> THE TASK
Only one span of the listing below is wanted: the lines from the one with "#[derive(Debug, Clone, PartialEq, Eq)]" through the one with "let mut n = self.next_sub_id.borrow_mut();", reproduced exactly, both ends kept.

==== GIVEN ENTRIES

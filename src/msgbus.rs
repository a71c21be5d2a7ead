//! Message Bus
//!
//! In-process pub/sub with exact-topic and prefix-wildcard subscriptions.
//! Topics use dot notation; a topic ending in `.*` subscribes to every topic
//! that starts with the prefix before the `.*`.
//!
//! Dispatch is synchronous and single-threaded: exact-match handlers first
//! (in subscription order), then each matching prefix's handlers. Publish
//! iterates over a snapshot of the handler lists, so handlers may subscribe
//! or unsubscribe during dispatch. A panicking handler is logged and skipped
//! so one faulty subscriber cannot abort the run.

use std::cell::RefCell;
use std::panic::{catch_unwind, AssertUnwindSafe};
use std::rc::Rc;

use indexmap::IndexMap;
use tracing::error;

use crate::data::{Bar, OrderBookDelta, QuoteTick, TradeTick};
use crate::events::{OrderEventAny, PositionEventAny};

/// Message payload delivered through the bus.
#[derive(Debug, Clone)]
pub enum BusMessage {
    Bar(Bar),
    Quote(QuoteTick),
    Trade(TradeTick),
    BookDelta(OrderBookDelta),
    OrderEvent(OrderEventAny),
    PositionEvent(PositionEventAny),
}

/// Subscriber callback.
pub type Handler = Rc<dyn Fn(&BusMessage)>;

/// Handle for a single subscription, usable for unsubscribing.
#[derive(Debug, Clone, PartialEq, Eq)]
pub struct Subscription {
    pub topic: String,
    pub sub_id: u64,
}

struct Entry {
    sub_id: u64,
    handler: Handler,
}

/// Central message bus for engine-wide event distribution.
pub struct MessageBus {
    /// exact topic -> handlers, in subscription order
    exact: RefCell<IndexMap<String, Vec<Entry>>>,
    /// prefix (without trailing `.*`) -> handlers, in subscription order
    prefix: RefCell<IndexMap<String, Vec<Entry>>>,
    next_sub_id: RefCell<u64>,
    sent_count: RefCell<u64>,
}

impl MessageBus {
    pub fn new() -> Self {
        Self {
            exact: RefCell::new(IndexMap::new()),
            prefix: RefCell::new(IndexMap::new()),
            next_sub_id: RefCell::new(0),
            sent_count: RefCell::new(0),
        }
    }

    /// Subscribe `handler` to `topic` (exact match, or prefix wildcard when
    /// the topic ends with `.*`).
    pub fn subscribe(&self, topic: impl Into<String>, handler: Handler) -> Subscription {
        let topic = topic.into();
        let sub_id = {
            let mut n = self.next_sub_id.borrow_mut();
            *n += 1;
            *n
        };
        let entry = Entry {
            sub_id,
            handler,
        };

        if let Some(prefix) = topic.strip_suffix(".*") {
            self.prefix
                .borrow_mut()
                .entry(prefix.to_string())
                .or_default()
                .push(entry);
        } else {
            self.exact
                .borrow_mut()
                .entry(topic.clone())
                .or_default()
                .push(entry);
        }

        Subscription { topic, sub_id }
    }

    /// Remove a subscription by its handle.
    pub fn unsubscribe(&self, subscription: &Subscription) {
        if let Some(prefix) = subscription.topic.strip_suffix(".*") {
            if let Some(entries) = self.prefix.borrow_mut().get_mut(prefix) {
                entries.retain(|e| e.sub_id != subscription.sub_id);
            }
        } else if let Some(entries) = self.exact.borrow_mut().get_mut(&subscription.topic) {
            entries.retain(|e| e.sub_id != subscription.sub_id);
        }
    }

    /// Publish `message` to all handlers subscribed to `topic`:
    /// exact-match handlers first, then every prefix whose prefix the topic
    /// starts with.
    pub fn publish(&self, topic: &str, message: &BusMessage) {
        *self.sent_count.borrow_mut() += 1;

        // Snapshot handlers so subscription changes during dispatch are safe.
        let mut handlers: Vec<Handler> = Vec::new();
        {
            let exact = self.exact.borrow();
            if let Some(entries) = exact.get(topic) {
                handlers.extend(entries.iter().map(|e| Rc::clone(&e.handler)));
            }
            let prefix = self.prefix.borrow();
            for (prefix, entries) in prefix.iter() {
                if topic.starts_with(prefix.as_str()) {
                    handlers.extend(entries.iter().map(|e| Rc::clone(&e.handler)));
                }
            }
        }

        for handler in handlers {
            if catch_unwind(AssertUnwindSafe(|| handler(message))).is_err() {
                error!(topic, "message handler panicked; continuing run");
            }
        }
    }

    /// True if any handler would receive a publish on `topic`.
    pub fn has_subscribers(&self, topic: &str) -> bool {
        if self
            .exact
            .borrow()
            .get(topic)
            .is_some_and(|e| !e.is_empty())
        {
            return true;
        }
        self.prefix
            .borrow()
            .iter()
            .any(|(prefix, entries)| topic.starts_with(prefix.as_str()) && !entries.is_empty())
    }

    pub fn sent_count(&self) -> u64 {
        *self.sent_count.borrow()
    }

    /// Drop all subscriptions and counters.
    pub fn reset(&self) {
        self.exact.borrow_mut().clear();
        self.prefix.borrow_mut().clear();
        *self.sent_count.borrow_mut() = 0;
    }
}

impl Default for MessageBus {
    fn default() -> Self {
        Self::new()
    }
}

========

> COMPLETED TASK
#[derive(Debug, Clone, PartialEq, Eq)]
pub struct Subscription {
    pub topic: String,
    pub sub_id: u64,
}

struct Entry {
    sub_id: u64,
    handler: Handler,
}

/// Central message bus for engine-wide event distribution.
pub struct MessageBus {
    /// exact topic -> handlers, in subscription order
    exact: RefCell<IndexMap<String, Vec<Entry>>>,
    /// prefix (without trailing `.*`) -> handlers, in subscription order
    prefix: RefCell<IndexMap<String, Vec<Entry>>>,
    next_sub_id: RefCell<u64>,
    sent_count: RefCell<u64>,
}

impl MessageBus {
    pub fn new() -> Self {
        Self {
            exact: RefCell::new(IndexMap::new()),
            prefix: RefCell::new(IndexMap::new()),
            next_sub_id: RefCell::new(0),
            sent_count: RefCell::new(0),
        }
    }

    /// Subscribe `handler` to `topic` (exact match, or prefix wildcard when
    /// the topic ends with `.*`).
    pub fn subscribe(&self, topic: impl Into<String>, handler: Handler) -> Subscription {
        let topic = topic.into();
        let sub_id = {
            let mut n = self.next_sub_id.borrow_mut();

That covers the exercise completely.